• AVAILABLE DATA
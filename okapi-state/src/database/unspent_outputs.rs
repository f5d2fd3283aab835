use std::collections::HashMap;
use std::sync::atomic::{AtomicU64, Ordering};

use lru::LruCache;
use parking_lot::Mutex;

use okapi_chain::transaction::{self, Transaction};
use okapi_chain::transparent::{OutPoint, Output};

/// A cached view of one unspent output and its confirmation context.
#[derive(Clone, Debug, Eq, PartialEq)]
pub struct UnspentOutput {
    pub output: Output,
    pub height: u32,
    pub median_time_past: u32,
    pub coinbase: bool,
}

struct CachedTransaction {
    height: u32,
    median_time_past: u32,
    coinbase: bool,
    /// Remaining unspent outputs by output index. The entry for a
    /// transaction is dropped once all of its outputs are spent.
    outputs: HashMap<u32, Output>,
}

/// A bounded cache of recently confirmed transactions' unspent outputs.
///
/// Purely a read accelerator: it is populated on confirm and trimmed on
/// spend, and is never a source of truth. A capacity of zero disables it.
pub struct UnspentOutputs {
    cache: Option<Mutex<LruCache<transaction::Hash, CachedTransaction>>>,
    hits: AtomicU64,
    queries: AtomicU64,
}

impl UnspentOutputs {
    pub fn new(capacity: u32) -> Self {
        let cache = if capacity == 0 {
            None
        } else {
            Some(Mutex::new(LruCache::new(capacity as usize)))
        };

        Self {
            cache,
            hits: AtomicU64::new(0),
            queries: AtomicU64::new(0),
        }
    }

    pub fn disabled(&self) -> bool {
        self.cache.is_none()
    }

    pub fn len(&self) -> usize {
        match &self.cache {
            Some(cache) => cache.lock().len(),
            None => 0,
        }
    }

    pub fn is_empty(&self) -> bool {
        self.len() == 0
    }

    /// The fraction of queries answered from the cache.
    pub fn hit_rate(&self) -> f64 {
        let queries = self.queries.load(Ordering::Relaxed);
        if queries == 0 {
            1.0
        } else {
            self.hits.load(Ordering::Relaxed) as f64 / queries as f64
        }
    }

    /// Cache `transaction`'s outputs as unspent at `height`.
    pub fn add(&self, transaction: &Transaction, height: u32, median_time_past: u32) {
        let cache = match &self.cache {
            Some(cache) => cache,
            None => return,
        };

        if transaction.outputs.is_empty() {
            return;
        }

        let outputs = transaction
            .outputs
            .iter()
            .enumerate()
            .map(|(index, output)| (index as u32, output.clone()))
            .collect();

        cache.lock().put(
            transaction.hash(),
            CachedTransaction {
                height,
                median_time_past,
                coinbase: transaction.is_coinbase(),
                outputs,
            },
        );
    }

    /// Drop a whole transaction, e.g. when it is unconfirmed.
    pub fn remove_transaction(&self, hash: &transaction::Hash) {
        if let Some(cache) = &self.cache {
            cache.lock().pop(hash);
        }
    }

    /// Drop one output, e.g. when it is spent.
    pub fn remove(&self, outpoint: &OutPoint) {
        let cache = match &self.cache {
            Some(cache) => cache,
            None => return,
        };

        let mut cache = cache.lock();
        let emptied = match cache.get_mut(&outpoint.hash) {
            Some(entry) => {
                entry.outputs.remove(&outpoint.index);
                entry.outputs.is_empty()
            }
            None => return,
        };

        if emptied {
            cache.pop(&outpoint.hash);
        }
    }

    /// Look up an unspent output.
    pub fn get(&self, outpoint: &OutPoint) -> Option<UnspentOutput> {
        let cache = self.cache.as_ref()?;
        self.queries.fetch_add(1, Ordering::Relaxed);

        let mut cache = cache.lock();
        let entry = cache.get(&outpoint.hash)?;
        let output = entry.outputs.get(&outpoint.index)?.clone();

        self.hits.fetch_add(1, Ordering::Relaxed);
        Some(UnspentOutput {
            output,
            height: entry.height,
            median_time_past: entry.median_time_past,
            coinbase: entry.coinbase,
        })
    }
}
use std::io;

use thiserror::Error;

/// Errors returned by the storage engine.
///
/// Failures inside a write bracket abort the write and, when per-write
/// flushing is enabled, intentionally leave the flush sentinel on disk so
/// the store refuses to reopen without recovery.
#[derive(Debug, Error)]
pub enum Error {
    /// A filesystem, mapping, or sync failure.
    #[error("storage i/o failure: {0}")]
    Io(#[from] io::Error),

    /// The exclusive store lock or the flush lock could not be acquired.
    #[error("the store is locked by another process")]
    StoreLockFailure,

    /// The flush sentinel was present on open: a previous run died
    /// mid-write and the store must be recovered externally.
    #[error("the store was not shut down cleanly; recover it before reopening")]
    UncleanShutdown,

    /// A write precondition failed in a way that has no more specific code.
    #[error("operation failed")]
    OperationFailed,

    /// The transaction is already stored.
    #[error("duplicate transaction")]
    DuplicateTransaction,

    /// The requested record does not exist.
    #[error("not found")]
    NotFound,

    /// The pushed block's parent is not the current index top.
    #[error("stored block is missing its parent")]
    BlockMissingParent,

    /// The pushed or popped height is not the next index height.
    #[error("block height does not match the index")]
    BlockInvalidHeight,

    /// The block is already stored in the target state.
    #[error("duplicate block")]
    BlockDuplicate,

    /// A fork point does not match the stored block hash at its height.
    #[error("block hash does not match the fork point")]
    BlockInvalidHash,
}

pub type Result<T, E = Error> = std::result::Result<T, E>;
//! Core metadata (key/value) types and well-known keys.

use serde::{Deserialize, Serialize};

/// Prefix of every migration watermark key.
pub const WATERMARK_PREFIX: &str = "migration_state-";

/// Chat account name imported from a legacy snapshot (plain).
pub const CHAT_USERNAME: &str = "chat.username";
/// Chat OAuth token (encrypted).
pub const CHAT_OAUTH_TOKEN: &str = "chat.oauth_token";
/// Chat OAuth refresh token (encrypted).
pub const CHAT_REFRESH_TOKEN: &str = "chat.refresh_token";
/// Web session signing key (encrypted).
pub const WEB_SIGNING_KEY: &str = "web.signing_key";
/// Web session secret (encrypted).
pub const WEB_SESSION_SECRET: &str = "web.session_secret";
/// When a legacy snapshot was imported; guards against importing twice.
pub const LEGACY_IMPORTED_AT: &str = "legacy_import.completed_at";

/// One row of the core metadata table.
///
/// `value` is the stored text: JSON for plain entries, a base64 envelope for
/// encrypted ones.
#[derive(Debug, Clone, PartialEq, Eq, Serialize, Deserialize)]
pub struct MetaEntry {
    pub key: String,
    pub value: String,
}

/// Watermark key for a module: `"migration_state-" + module`.
pub fn watermark_key(module: &str) -> String {
    format!("{WATERMARK_PREFIX}{module}")
}

/// Inverse of [`watermark_key`].
pub fn module_from_watermark_key(key: &str) -> Option<&str> {
    key.strip_prefix(WATERMARK_PREFIX)
}

#[cfg(test)]
mod tests {
    use super::*;

    #[test]
    fn test_watermark_key_format() {
        assert_eq!(watermark_key("counter"), "migration_state-counter");
        assert_eq!(watermark_key("core"), "migration_state-core");
    }

    #[test]
    fn test_module_from_watermark_key() {
        assert_eq!(module_from_watermark_key("migration_state-quotes"), Some("quotes"));
        assert_eq!(module_from_watermark_key("chat.username"), None);
    }
}
pub mod legacy;
pub mod meta;
//! Ordered, idempotent schema migrations.
//!
//! Each module owns a tree of `{number}.sql` scripts and a watermark stored
//! in the core metadata table. [`engine::Migrator`] applies the scripts
//! after the watermark in numeric order, one at a time, advancing the
//! watermark after each success.

pub mod discovery;
pub mod engine;

use strongbox_types::error::RepositoryError;
use strongbox_types::migration::MigrationScript;

/// Executes migration script bodies against the store.
///
/// Implementations should run a body atomically (one transaction) so a
/// failed script leaves nothing behind and can be retried verbatim.
pub trait MigrationTarget: Send + Sync {
    fn execute_script(
        &self,
        script: &MigrationScript,
    ) -> impl std::future::Future<Output = Result<(), RepositoryError>> + Send;
}
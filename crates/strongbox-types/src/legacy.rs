//! Settings snapshot written by releases that predate the versioned store.
//!
//! The snapshot is a single JSON document. Sensitive strings are either plain
//! (very old exports) or `enc:`-prefixed ciphertext sealed with the field
//! profile.

use chrono::{DateTime, Utc};
use serde::{Deserialize, Serialize};

use crate::seal::SealedText;

#[derive(Debug, Clone, PartialEq, Eq, Serialize, Deserialize)]
pub struct LegacySnapshot {
    pub chat: LegacyChatSettings,
    #[serde(default)]
    pub web: LegacyWebSettings,
    pub exported_at: Option<DateTime<Utc>>,
}

#[derive(Debug, Clone, PartialEq, Eq, Serialize, Deserialize)]
pub struct LegacyChatSettings {
    pub username: String,
    pub oauth_token: SealedText,
    #[serde(default)]
    pub refresh_token: SealedText,
}

#[derive(Debug, Clone, Default, PartialEq, Eq, Serialize, Deserialize)]
pub struct LegacyWebSettings {
    #[serde(default)]
    pub signing_key: SealedText,
    #[serde(default)]
    pub session_secret: SealedText,
    pub updated_at: Option<DateTime<Utc>>,
}

/// Keys written by a legacy import.
#[derive(Debug, Clone, Default, PartialEq, Eq, Serialize, Deserialize)]
pub struct ImportSummary {
    pub plain_keys: Vec<String>,
    pub encrypted_keys: Vec<String>,
    /// Sensitive fields that were empty in the snapshot and left unset.
    pub skipped_keys: Vec<String>,
}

• REQUIREMENT
Give back, unchanged, the run of lines in the listing above that begins at the line containing "an unspent output." and ends at the line containing "is already stored.", both included.

• RESULT OF THE EXERCISE
    /// Look up an unspent output.
    pub fn get(&self, outpoint: &OutPoint) -> Option<UnspentOutput> {
        let cache = self.cache.as_ref()?;
        self.queries.fetch_add(1, Ordering::Relaxed);

        let mut cache = cache.lock();
        let entry = cache.get(&outpoint.hash)?;
        let output = entry.outputs.get(&outpoint.index)?.clone();

        self.hits.fetch_add(1, Ordering::Relaxed);
        Some(UnspentOutput {
            output,
            height: entry.height,
            median_time_past: entry.median_time_past,
            coinbase: entry.coinbase,
        })
    }
}
use std::io;

use thiserror::Error;

/// Errors returned by the storage engine.
///
/// Failures inside a write bracket abort the write and, when per-write
/// flushing is enabled, intentionally leave the flush sentinel on disk so
/// the store refuses to reopen without recovery.
#[derive(Debug, Error)]
pub enum Error {
    /// A filesystem, mapping, or sync failure.
    #[error("storage i/o failure: {0}")]
    Io(#[from] io::Error),

    /// The exclusive store lock or the flush lock could not be acquired.
    #[error("the store is locked by another process")]
    StoreLockFailure,

    /// The flush sentinel was present on open: a previous run died
    /// mid-write and the store must be recovered externally.
    #[error("the store was not shut down cleanly; recover it before reopening")]
    UncleanShutdown,

    /// A write precondition failed in a way that has no more specific code.
    #[error("operation failed")]
    OperationFailed,

    /// The transaction is already stored.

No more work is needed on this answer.